In conclusion, it is clear the the different modeling methods produce similar but distinct results. MULTICOM and I-Tasser, the comparative methods, both performed better at CASP 13 [11], produced generally similar models, and performed better on model validation, passing Verify3D and getting decent scores from PROCHECK. EVcouplings, the ab initio method, produced a markedly different model than MULTICOM and I-Tasser, as seen in Figure 5 where the MULTICOM (gold) and I-Tasser (green) backbones are quite similar but the EVcouplings (purple) backbone stands apart. The EVcouplings model did seem to perform better on the mutated model compared to MULTICOM because of its treatment of the mutated charged D residue. Future work could include mutating other residues in the charge relay system or nearby to see how it affects structure and the comparison of additionaly structure prediction approachs.

References

The Protein Data Bank H.M. Berman, J. Westbrook, Z. Feng, G. Gilliland, T.N. Bhat, H. Weissig, I.N. Shindyalov, P.E. Bourne (2000) Nucleic Acids Research, 28: 235-242. doi:10.1093/nar/28.1.235
The UniProt Consortium. UniProt: a worldwide hub of protein knowledge. Nucleic Acids Res. 47: D506-515 (2019)

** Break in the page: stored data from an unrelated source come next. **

//! Per-invocation log sink
//!
//! Each run writes `timestamp - LEVEL - source - message` lines to
//! `{source}{environment}etl.log` in the configured log directory. The same
//! text is kept in memory for the audit row and every line is mirrored as a
//! tracing event.

use chrono::Utc;
use chrono_tz::Tz;
use std::fs::{self, File};
use std::io::Write;
use std::path::{Path, PathBuf};
use std::sync::{Arc, Mutex, MutexGuard};
use tracing::{debug, error, info, warn};

use crate::errors::AppResult;

#[derive(Debug, Clone, Copy, PartialEq, Eq)]
enum Level {
    Info,
    Warning,
    Error,
}

impl Level {
    fn as_str(self) -> &'static str {
        match self {
            Level::Info => "INFO",
            Level::Warning => "WARNING",
            Level::Error => "ERROR",
        }
    }
}

struct Sink {
    text: String,
    file: Option<File>,
}

#[derive(Clone)]
pub struct RunLog {
    sink: Arc<Mutex<Sink>>,
    path: Option<PathBuf>,
    source: String,
    environment: String,
    timezone: Tz,
}

impl RunLog {
    pub fn file_name(source: &str, environment: &str) -> String {
        format!("{source}{environment}etl.log")
    }

    /// Create (or truncate) the run log file under `dir`
    pub fn create(dir: &Path, source: &str, environment: &str, timezone: Tz) -> AppResult<Self> {
        fs::create_dir_all(dir)?;
        let path = dir.join(Self::file_name(source, environment));
        let file = File::create(&path)?;
        debug!("Run log for {}/{} at {}", source, environment, path.display());
        Ok(Self {
            sink: Arc::new(Mutex::new(Sink {
                text: String::new(),
                file: Some(file),
            })),
            path: Some(path),
            source: source.to_string(),
            environment: environment.to_string(),
            timezone,
        })
    }

    /// A log that is only kept in memory; used when the log file cannot be created
    pub fn in_memory(source: &str, environment: &str, timezone: Tz) -> Self {
        Self {
            sink: Arc::new(Mutex::new(Sink {
                text: String::new(),
                file: None,
            })),
            path: None,
            source: source.to_string(),
            environment: environment.to_string(),
            timezone,
        }
    }

    pub fn info<S: AsRef<str>>(&self, message: S) {
        self.write(Level::Info, message.as_ref());
    }

    pub fn warn<S: AsRef<str>>(&self, message: S) {
        self.write(Level::Warning, message.as_ref());
    }

    pub fn error<S: AsRef<str>>(&self, message: S) {
        self.write(Level::Error, message.as_ref());
    }

    fn lock(&self) -> MutexGuard<'_, Sink> {
        self.sink.lock().unwrap_or_else(|poisoned| poisoned.into_inner())
    }

    fn write(&self, level: Level, message: &str) {
        match level {
            Level::Info => info!(source = %self.source, environment = %self.environment, "{}", message),
            Level::Warning => warn!(source = %self.source, environment = %self.environment, "{}", message),
            Level::Error => error!(source = %self.source, environment = %self.environment, "{}", message),
        }

        let timestamp = Utc::now().with_timezone(&self.timezone);
        let line = format!(
            "{} - {} - {} - {}\n",
            timestamp.format("%Y-%m-%d %H:%M:%S,%3f"),
            level.as_str(),
            self.source,
            message
        );
        let mut sink = self.lock();
        sink.text.push_str(&line);
        let failed = match sink.file.as_mut() {
            Some(file) => file.write_all(line.as_bytes()).is_err(),
            None => false,
        };
        if failed {
            warn!("Run log file write failed, continuing in memory only");
            sink.file = None;
        }
    }

    /// Everything logged so far
    pub fn text(&self) -> String {
        self.lock().text.clone()
    }

    pub fn path(&self) -> Option<&Path> {
        self.path.as_deref()
    }

    /// Flush and release the file handle; later lines are kept in memory only
    pub fn close(&self) {
        let mut sink = self.lock();
        if let Some(mut file) = sink.file.take()
            && let Err(e) = file.flush()
        {
            warn!("Failed to flush run log: {}", e);
        }
    }

    /// Close and delete the log file
    pub fn remove(&self) -> AppResult<()> {
        self.close();
        if let Some(path) = &self.path
            && path.exists()
        {
            fs::remove_file(path)?;
        }
        Ok(())
    }
}

#[cfg(test)]
mod tests {
    use super::*;
    use tracing_test::traced_test;

    #[test]
    #[traced_test]
    fn test_lines_written_to_file_and_tracing() {
        let dir = tempfile::tempdir().unwrap();
        let log = RunLog::create(dir.path(), "agmarknet", "staging", chrono_tz::Asia::Kolkata).unwrap();
        log.info("Extracted 10 rows");
        log.error("Load failure: boom");
        log.close();

        let path = dir.path().join("agmarknetstagingetl.log");
        assert_eq!(log.path(), Some(path.as_path()));
        let written = fs::read_to_string(&path).unwrap();
        let lines: Vec<&str> = written.lines().collect();
        assert_eq!(lines.len(), 2);
        assert!(lines[0].ends_with(" - INFO - agmarknet - Extracted 10 rows"));
        assert!(lines[1].contains(" - ERROR - agmarknet - "));
        assert_eq!(log.text(), written);
        assert!(logs_contain("Extracted 10 rows"));
    }

    #[test]
    fn test_create_truncates_previous_run() {
        let dir = tempfile::tempdir().unwrap();
        let first = RunLog::create(dir.path(), "cpi", "dev", chrono_tz::UTC).unwrap();
        first.info("old run");
        first.close();

        let second = RunLog::create(dir.path(), "cpi", "dev", chrono_tz::UTC).unwrap();
        second.info("new run");
        second.close();
        let written = fs::read_to_string(dir.path().join("cpidevetl.log")).unwrap();
        assert!(!written.contains("old run"));
        assert!(written.contains("new run"));
    }

    #[test]
    fn test_remove_deletes_file() {
        let dir = tempfile::tempdir().unwrap();
        let log = RunLog::create(dir.path(), "cpi", "dev", chrono_tz::UTC).unwrap();
        log.info("done");
        log.remove().unwrap();
        assert!(!dir.path().join("cpidevetl.log").exists());
        assert!(log.text().contains("done"));
    }
}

Stephen F. Altschul, Thomas L. Madden, Alejandro A. Schäffer, Jinghui Zhang, Zheng Zhang, Webb Miller, and David J. Lipman (1997), "Gapped BLAST and PSI-BLAST: a new generation of protein database search programs", Nucleic Acids Res. 25:3389-3402.
Di Cera E. Serine proteases. IUBMB Life. 2009;61(5):510–515. doi:10.1002/iub.186
Hou, J., Wu, T., Cao, R., & Cheng, J. (2019). Protein tertiary structure modeling driven by deep learning and contact distance prediction in CASP13. Proteins, accepted. (https://doi.org/10.1002/prot.25697)
Yang Zhang. I-TASSER: Fully automated protein structure prediction in CASP8. Proteins, 77 (Suppl 9): 100-113, 2009.
Ambrish Roy, Jianyi Yang, Yang Zhang. COFACTOR: an accurate comparative algorithm for structure-based protein function annotation. Nucleic Acids Research, 40: W471-W477, 2012.
Jianyi Yang, Yang Zhang. I-TASSER server: new development for protein structure and function predictions, Nucleic Acids Research, 43: W174-W181, 2015.
The EVcouplings Python framework for coevolutionary sequence analysis Thomas A. Hopf, Anna G. Green, Benjamin Schubert, Sophia Mersmann, Charlotta P. I. Schäerfe, John B. Ingraham, Agnes Toth-Petroczy, Kelly Brock, Adam Riesselman, Chan Kang, Christian Dallago, Chris Sander, Debora S. Marks bioRxiv 326918; doi: https://doi.org/10.1101/326918
Marks DS, Colwell LJ, Sheridan R, et al. Protein 3D structure computed from evolutionary sequence variation. PLoS One. 2011;6(12):e28766. doi:10.1371/journal.pone.0028766
Kryshtafovych, A, Schwede, T, Topf, M, Fidelis, K, Moult, J. Critical assessment of methods of protein structure prediction (CASP)—Round XIII. Proteins. 2019; 87: 1011– 1020. https://doi.org/10.1002/prot.25823
Laskowski R A, MacArthur M W, Moss D S, Thornton J M (1993). PROCHECK - a program to check the stereochemical quality of protein structures. J. App. Cryst., 26, 283-291.
Luthy, R., Bowie, J. U., & Eisenberg, D. (1992). Assessment of protein models with three-dimensional profiles. Nature, 356(6364), 83-5.